NLRB Overturns Joint Employer Test. On December 14, 2017, the NLRB in Hy-Brand Industrial Contractors, Ltd. and Brandt Construction Co., 365 NLRB No. 156 (NLRB 2017) overturned the controversial joint employer standard first implemented in the case of Browning-Ferris Industries, 362 NLRB No. 186 (NLRB 2015). Browning-Ferris had broadened the test used to determine whether two employers were joint employers for purposes of the NLRA, including for collective bargaining and for liability for unfair labor practices. Prior to Browning-Ferris, two employers could be found to be joint employers only if they each exercised actual control over the employees. In Browning-Ferris, the NLRB had held that two employers would be joint employers of the same employees if they “share or codetermine those matters governing the essential terms and conditions of employment.” Terms and conditions of employment include such things as wages, schedules, job duties, and break times. Under the Browning-Ferris decision, as long as one employer had the ability to make or influence decisions concerning the terms and conditions of employment, whether or not that employer actually exercised that ability, a joint employer relationship could be found. In Hy-Brand, the court overturned the Browning-Ferris test, stating that it was “a distortion” of the law, and that it “is contrary to the [NLRA], and its application would prevent the Board from discharging one of its primary responsibilities under the Act, which is to foster stability in labor-management relations.” The NLRB in Hy-Brand now has reinstated the standard that had been in place for decades before the Browning-Ferris decision.

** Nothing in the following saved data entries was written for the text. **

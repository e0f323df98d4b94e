//! Canonical product keys.
//!
//! Product records reach the cart with either of two identifier fields.
//! Once resolved (see [`crate::ProductRef::canonical_key`]), the identifier
//! travels as a [`ProductKey`] so it can't be confused with any other string.

use serde::{Deserialize, Serialize};

/// The resolved, de-duplicated identifier used to match cart lines.
///
/// # Example
///
/// ```rust
/// # use cartwright_core::ProductKey;
/// let key = ProductKey::new("sku-42");
/// assert_eq!(key.as_str(), "sku-42");
/// assert_eq!(key.to_string(), "sku-42");
/// ```
#[derive(Debug, Clone, PartialEq, Eq, Hash, PartialOrd, Ord, Serialize, Deserialize)]
#[serde(transparent)]
pub struct ProductKey(String);

impl ProductKey {
    /// Create a new key from any string-like value.
    #[must_use]
    pub fn new(key: impl Into<String>) -> Self {
        Self(key.into())
    }

    /// Get the key as a string slice.
    #[must_use]
    pub fn as_str(&self) -> &str {
        &self.0
    }

    /// Consume the key and return the inner string.
    #[must_use]
    pub fn into_inner(self) -> String {
        self.0
    }

    /// Whether the key is the empty sentinel.
    #[must_use]
    pub const fn is_empty(&self) -> bool {
        self.0.is_empty()
    }
}

impl ::core::fmt::Display for ProductKey {
    fn fmt(&self, f: &mut ::core::fmt::Formatter<'_>) -> ::core::fmt::Result {
        f.write_str(&self.0)
    }
}

impl From<&str> for ProductKey {
    fn from(key: &str) -> Self {
        Self(key.to_string())
    }
}

impl From<String> for ProductKey {
    fn from(key: String) -> Self {
        Self(key)
    }
}

impl From<ProductKey> for String {
    fn from(key: ProductKey) -> Self {
        key.0
    }
}

impl AsRef<str> for ProductKey {
    fn as_ref(&self) -> &str {
        &self.0
    }
}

NLRB Overturns Social Media Standard. On December 14, 2017, the NLRB in The Boeing Co., 365 NLRB No. 154 (NLRB December 14, 2017) overturned the standard set forth in Lutheran Heritage Village-Livonia, 343 NLRB 646 (2004) as to when a facially-neutral work rule will violate Section 7 of the NLRA. Section 7 is applicable to all employers covered by the NLRA, not just employers with unions. Under Section 7, employees have the right to engage in concerted, protected activity, such as discussing wages and conditions of employment with each other or with outside parties. The Lutheran Heritage standard held that a facially-neutral rule would violate Section 7 if “employees would reasonably construe the language to prohibit Section 7 activity.” Recently, the NLRB has used this standard aggressively to find that all kinds of policies – including policies that had appeared without objection as a matter of course in employment handbooks for years – violated Section 7. This included policies requiring employees to act professionally, policies requiring that employees interviewed during investigations keep the investigations confidential, and policies prohibiting photography of confidential industrial processes. In Boeing, the NLRB held that, where there are facially-neutral policies which could reasonably be interpreted as potentially interfering with Section 7 rights, the NLRB will evaluate: (i) the nature and extent of the potential impact on NLRA rights; and (ii) the legitimate justifications of the employer. The NLRB stated that it would make this evaluation keeping in mind the NLRB’s “duty to strike the proper balance between . . . asserted business justifications and the invasion of employee rights in light of the [NLRA] and its policy.”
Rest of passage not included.